God Bless you all, and thank you for the kind words, but I will get through this if it means I have pay 100 dollars a week to live here untill I'm 18. Which by the way is in 82 days 2 hours and 49 minutes!
Yup, I have a count down on my cell, and it's funny to make my friends think I spent all my time counting days.! He he. Of course b 4 I got my phone I did! :shade:
 
Inobar I am not telling you this to put false hope in you but, my friend had a very similar situation and do you know what happened? Every penny she gave her parent was given to her when she moved out on her own. also there might be other reasons for your lesson (which your other siblings didnt have to face) You are loved and I will pray for you . Joyfully~ Jlu
 
Just read this thread inrobar and i say this in all kindness but you need to grow up.I started paying my own way shortly before i was 16,i even had to pay a retainer if i went away on vacation.Sure i moaned about it at the time but my parents were instilling in me a sense of responsibility and helping me appreciate the things i could afford.There no such thing as a"free meal", see this experience as a valuable lesson in life.
 
But seek ye first the kingdom of God, and his righteousness; and all these things shall be added unto you.
Render therefore unto Caesar the things which are Caesar's; and unto God the things that are God's.
And whosoever shall compel thee to go a mile, go with him twain.

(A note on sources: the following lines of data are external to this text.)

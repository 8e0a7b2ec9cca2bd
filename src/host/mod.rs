//! Host embedding support
//!
//! The site adapter (named-global resolution at engine setup) and the
//! component lifecycle counter consumed by the process entry point.

pub mod lifecycle;
pub mod site;

pub use lifecycle::{ComponentLifecycle, EngineFactory, LifecycleGuard};
pub use site::{HostSite, SiteAdapter};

Give to him that asketh thee, and from him that would borrow of thee turn not thou away.

But lay up for yourselves treasures in heaven, where neither moth nor rust doth corrupt, and where thieves do not break through nor steal:
For where your treasure is, there will your heart be also.
Take therefore no thought for the morrow: for the morrow shall take thought for the things of itself. Sufficient unto the day is the evil thereof.
HE REIGNS :-)
 
YOU KNOW WHAT SPARKY?

That was the answer I was looking for. In the last couple of days this has been tumbling in my head over and over and I still couldnt understand why I should have to pay my dad.
Like the saying goes, "Be careful what you ask for." In one of my threads I was asking for prayers that I could be more responsible with my money, because I want to be independant, and be able to spend my money on things I need not things I want.
Thank you for this spiritual slap in the face.

I want to apologize to everyone who has and will lay eyes on this thread. I have acted kind of childish, and very self-centered. I complained, and wined, and I want to apologize. I pray that you will forgive such a childish motive, I never realized this before. I am sorry.